EXERCISE GOAL =>
Return the entries below in full. Keep every word as it is.

====

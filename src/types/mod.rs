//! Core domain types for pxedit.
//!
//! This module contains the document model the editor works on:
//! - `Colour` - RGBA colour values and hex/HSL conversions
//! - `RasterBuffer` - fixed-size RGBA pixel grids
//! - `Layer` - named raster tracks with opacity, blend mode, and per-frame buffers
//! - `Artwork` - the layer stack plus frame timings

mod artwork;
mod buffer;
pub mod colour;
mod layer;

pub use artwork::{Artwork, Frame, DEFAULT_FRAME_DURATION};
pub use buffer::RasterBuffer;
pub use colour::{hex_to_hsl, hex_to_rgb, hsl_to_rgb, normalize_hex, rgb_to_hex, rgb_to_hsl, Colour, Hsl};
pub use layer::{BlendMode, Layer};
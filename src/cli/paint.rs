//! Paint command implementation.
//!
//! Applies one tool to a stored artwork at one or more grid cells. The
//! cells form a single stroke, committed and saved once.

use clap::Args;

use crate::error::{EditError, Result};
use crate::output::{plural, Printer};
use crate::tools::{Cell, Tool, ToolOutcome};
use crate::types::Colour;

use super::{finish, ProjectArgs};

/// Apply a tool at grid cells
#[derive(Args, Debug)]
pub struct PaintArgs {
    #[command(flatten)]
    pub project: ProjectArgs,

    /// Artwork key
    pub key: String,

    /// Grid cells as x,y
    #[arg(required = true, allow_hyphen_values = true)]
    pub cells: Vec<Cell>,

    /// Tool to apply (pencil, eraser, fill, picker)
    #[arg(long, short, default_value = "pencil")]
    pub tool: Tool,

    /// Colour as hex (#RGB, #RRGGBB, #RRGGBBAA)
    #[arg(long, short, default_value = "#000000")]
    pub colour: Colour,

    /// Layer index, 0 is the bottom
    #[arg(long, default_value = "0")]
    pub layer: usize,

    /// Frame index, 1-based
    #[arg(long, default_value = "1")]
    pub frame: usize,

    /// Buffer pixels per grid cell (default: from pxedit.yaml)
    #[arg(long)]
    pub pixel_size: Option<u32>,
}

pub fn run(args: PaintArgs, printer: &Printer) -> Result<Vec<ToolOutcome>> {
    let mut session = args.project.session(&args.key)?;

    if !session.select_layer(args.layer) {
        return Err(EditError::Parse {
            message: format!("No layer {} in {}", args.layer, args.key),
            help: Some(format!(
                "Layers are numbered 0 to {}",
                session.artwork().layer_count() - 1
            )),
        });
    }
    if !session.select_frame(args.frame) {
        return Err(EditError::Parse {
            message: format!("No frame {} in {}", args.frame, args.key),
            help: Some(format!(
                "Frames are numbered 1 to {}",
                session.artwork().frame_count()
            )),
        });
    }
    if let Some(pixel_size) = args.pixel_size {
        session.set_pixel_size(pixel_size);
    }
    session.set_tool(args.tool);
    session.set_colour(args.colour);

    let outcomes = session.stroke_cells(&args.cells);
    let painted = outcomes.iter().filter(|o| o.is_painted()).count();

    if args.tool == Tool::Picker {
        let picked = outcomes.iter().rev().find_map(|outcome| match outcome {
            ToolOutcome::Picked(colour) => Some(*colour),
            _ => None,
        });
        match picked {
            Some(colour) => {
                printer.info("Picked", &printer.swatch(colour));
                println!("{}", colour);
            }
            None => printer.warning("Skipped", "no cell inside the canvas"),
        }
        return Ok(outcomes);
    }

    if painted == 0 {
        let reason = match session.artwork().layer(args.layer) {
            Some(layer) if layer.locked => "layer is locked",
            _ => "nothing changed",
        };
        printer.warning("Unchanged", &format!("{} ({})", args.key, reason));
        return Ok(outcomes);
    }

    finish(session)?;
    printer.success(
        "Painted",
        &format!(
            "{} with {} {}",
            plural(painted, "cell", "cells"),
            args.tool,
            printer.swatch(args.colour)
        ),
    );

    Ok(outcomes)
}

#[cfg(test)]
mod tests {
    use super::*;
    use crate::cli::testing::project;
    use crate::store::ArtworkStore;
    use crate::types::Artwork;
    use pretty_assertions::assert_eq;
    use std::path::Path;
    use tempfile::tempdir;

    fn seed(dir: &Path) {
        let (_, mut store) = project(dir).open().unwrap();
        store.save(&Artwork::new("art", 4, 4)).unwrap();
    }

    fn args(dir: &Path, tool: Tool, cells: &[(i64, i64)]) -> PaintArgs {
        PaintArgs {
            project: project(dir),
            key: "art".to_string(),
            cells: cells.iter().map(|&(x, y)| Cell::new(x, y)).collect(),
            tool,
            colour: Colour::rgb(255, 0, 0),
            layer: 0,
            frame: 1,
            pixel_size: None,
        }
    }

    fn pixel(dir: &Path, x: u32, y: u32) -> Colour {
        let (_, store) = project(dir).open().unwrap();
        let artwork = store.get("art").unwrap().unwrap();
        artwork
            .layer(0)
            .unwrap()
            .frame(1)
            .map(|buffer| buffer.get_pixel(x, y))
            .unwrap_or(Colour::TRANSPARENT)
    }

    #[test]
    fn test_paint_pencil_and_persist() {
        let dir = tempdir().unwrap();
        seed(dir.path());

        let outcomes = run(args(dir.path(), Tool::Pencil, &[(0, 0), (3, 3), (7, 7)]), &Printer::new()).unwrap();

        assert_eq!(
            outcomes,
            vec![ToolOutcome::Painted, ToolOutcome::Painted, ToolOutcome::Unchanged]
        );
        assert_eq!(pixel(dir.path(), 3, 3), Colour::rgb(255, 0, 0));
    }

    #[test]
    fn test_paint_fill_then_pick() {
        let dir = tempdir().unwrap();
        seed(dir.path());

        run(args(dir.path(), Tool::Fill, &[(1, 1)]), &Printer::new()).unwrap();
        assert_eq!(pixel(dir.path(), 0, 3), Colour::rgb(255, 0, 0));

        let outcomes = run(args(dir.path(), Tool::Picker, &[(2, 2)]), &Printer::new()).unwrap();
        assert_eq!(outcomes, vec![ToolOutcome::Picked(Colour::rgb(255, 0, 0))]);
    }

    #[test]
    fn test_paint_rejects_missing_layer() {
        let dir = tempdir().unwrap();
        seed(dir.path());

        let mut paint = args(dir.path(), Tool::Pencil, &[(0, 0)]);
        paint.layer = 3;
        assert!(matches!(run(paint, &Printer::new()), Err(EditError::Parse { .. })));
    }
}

====

RESULT OF THIS TASK =>
filename src/types/mod.rs
//! Core domain types for pxedit.
//!
//! This module contains the document model the editor works on:
//! - `Colour` - RGBA colour values and hex/HSL conversions
//! - `RasterBuffer` - fixed-size RGBA pixel grids
//! - `Layer` - named raster tracks with opacity, blend mode, and per-frame buffers
//! - `Artwork` - the layer stack plus frame timings

mod artwork;
mod buffer;
pub mod colour;
mod layer;

pub use artwork::{Artwork, Frame, DEFAULT_FRAME_DURATION};
pub use buffer::RasterBuffer;
pub use colour::{hex_to_hsl, hex_to_rgb, hsl_to_rgb, normalize_hex, rgb_to_hex, rgb_to_hsl, Colour, Hsl};
pub use layer::{BlendMode, Layer};
filename src/cli/paint.rs
//! Paint command implementation.
//!
//! Applies one tool to a stored artwork at one or more grid cells. The
//! cells form a single stroke, committed and saved once.

use clap::Args;

use crate::error::{EditError, Result};
use crate::output::{plural, Printer};
use crate::tools::{Cell, Tool, ToolOutcome};
use crate::types::Colour;

use super::{finish, ProjectArgs};

/// Apply a tool at grid cells
#[derive(Args, Debug)]
pub struct PaintArgs {
    #[command(flatten)]
    pub project: ProjectArgs,

    /// Artwork key
    pub key: String,

    /// Grid cells as x,y
    #[arg(required = true, allow_hyphen_values = true)]
    pub cells: Vec<Cell>,

    /// Tool to apply (pencil, eraser, fill, picker)
    #[arg(long, short, default_value = "pencil")]
    pub tool: Tool,

    /// Colour as hex (#RGB, #RRGGBB, #RRGGBBAA)
    #[arg(long, short, default_value = "#000000")]
    pub colour: Colour,

    /// Layer index, 0 is the bottom
    #[arg(long, default_value = "0")]
    pub layer: usize,

    /// Frame index, 1-based
    #[arg(long, default_value = "1")]
    pub frame: usize,

    /// Buffer pixels per grid cell (default: from pxedit.yaml)
    #[arg(long)]
    pub pixel_size: Option<u32>,
}

pub fn run(args: PaintArgs, printer: &Printer) -> Result<Vec<ToolOutcome>> {
    let mut session = args.project.session(&args.key)?;

    if !session.select_layer(args.layer) {
        return Err(EditError::Parse {
            message: format!("No layer {} in {}", args.layer, args.key),
            help: Some(format!(
                "Layers are numbered 0 to {}",
                session.artwork().layer_count() - 1
            )),
        });
    }
    if !session.select_frame(args.frame) {
        return Err(EditError::Parse {
            message: format!("No frame {} in {}", args.frame, args.key),
            help: Some(format!(
                "Frames are numbered 1 to {}",
                session.artwork().frame_count()
            )),
        });
    }
    if let Some(pixel_size) = args.pixel_size {
        session.set_pixel_size(pixel_size);
    }
    session.set_tool(args.tool);
    session.set_colour(args.colour);

    let outcomes = session.stroke_cells(&args.cells);
    let painted = outcomes.iter().filter(|o| o.is_painted()).count();

    if args.tool == Tool::Picker {
        let picked = outcomes.iter().rev().find_map(|outcome| match outcome {
            ToolOutcome::Picked(colour) => Some(*colour),
            _ => None,
        });
        match picked {
            Some(colour) => {
                printer.info("Picked", &printer.swatch(colour));
                println!("{}", colour);
            }
            None => printer.warning("Skipped", "no cell inside the canvas"),
        }
        return Ok(outcomes);
    }

    if painted == 0 {
        let reason = match session.artwork().layer(args.layer) {
            Some(layer) if layer.locked => "layer is locked",
            _ => "nothing changed",
        };
        printer.warning("Unchanged", &format!("{} ({})", args.key, reason));
        return Ok(outcomes);
    }

    finish(session)?;
    printer.success(
        "Painted",
        &format!(
            "{} with {} {}",
            plural(painted, "cell", "cells"),
            args.tool,
            printer.swatch(args.colour)
        ),
    );

    Ok(outcomes)
}

#[cfg(test)]
mod tests {
    use super::*;
    use crate::cli::testing::project;
    use crate::store::ArtworkStore;
    use crate::types::Artwork;
    use pretty_assertions::assert_eq;
    use std::path::Path;
    use tempfile::tempdir;

    fn seed(dir: &Path) {
        let (_, mut store) = project(dir).open().unwrap();
        store.save(&Artwork::new("art", 4, 4)).unwrap();
    }

    fn args(dir: &Path, tool: Tool, cells: &[(i64, i64)]) -> PaintArgs {
        PaintArgs {
            project: project(dir),
            key: "art".to_string(),
            cells: cells.iter().map(|&(x, y)| Cell::new(x, y)).collect(),
            tool,
            colour: Colour::rgb(255, 0, 0),
            layer: 0,
            frame: 1,
            pixel_size: None,
        }
    }

    fn pixel(dir: &Path, x: u32, y: u32) -> Colour {
        let (_, store) = project(dir).open().unwrap();
        let artwork = store.get("art").unwrap().unwrap();
        artwork
            .layer(0)
            .unwrap()
            .frame(1)
            .map(|buffer| buffer.get_pixel(x, y))
            .unwrap_or(Colour::TRANSPARENT)
    }

    #[test]
    fn test_paint_pencil_and_persist() {
        let dir = tempdir().unwrap();
        seed(dir.path());

        let outcomes = run(args(dir.path(), Tool::Pencil, &[(0, 0), (3, 3), (7, 7)]), &Printer::new()).unwrap();

        assert_eq!(
            outcomes,
            vec![ToolOutcome::Painted, ToolOutcome::Painted, ToolOutcome::Unchanged]
        );
        assert_eq!(pixel(dir.path(), 3, 3), Colour::rgb(255, 0, 0));
    }

    #[test]
    fn test_paint_fill_then_pick() {
        let dir = tempdir().unwrap();
        seed(dir.path());

        run(args(dir.path(), Tool::Fill, &[(1, 1)]), &Printer::new()).unwrap();
        assert_eq!(pixel(dir.path(), 0, 3), Colour::rgb(255, 0, 0));

        let outcomes = run(args(dir.path(), Tool::Picker, &[(2, 2)]), &Printer::new()).unwrap();
        assert_eq!(outcomes, vec![ToolOutcome::Picked(Colour::rgb(255, 0, 0))]);
    }

    #[test]
    fn test_paint_rejects_missing_layer() {
        let dir = tempdir().unwrap();
        seed(dir.path());

        let mut paint = args(dir.path(), Tool::Pencil, &[(0, 0)]);
        paint.layer = 3;
        assert!(matches!(run(paint, &Printer::new()), Err(EditError::Parse { .. })));
    }
}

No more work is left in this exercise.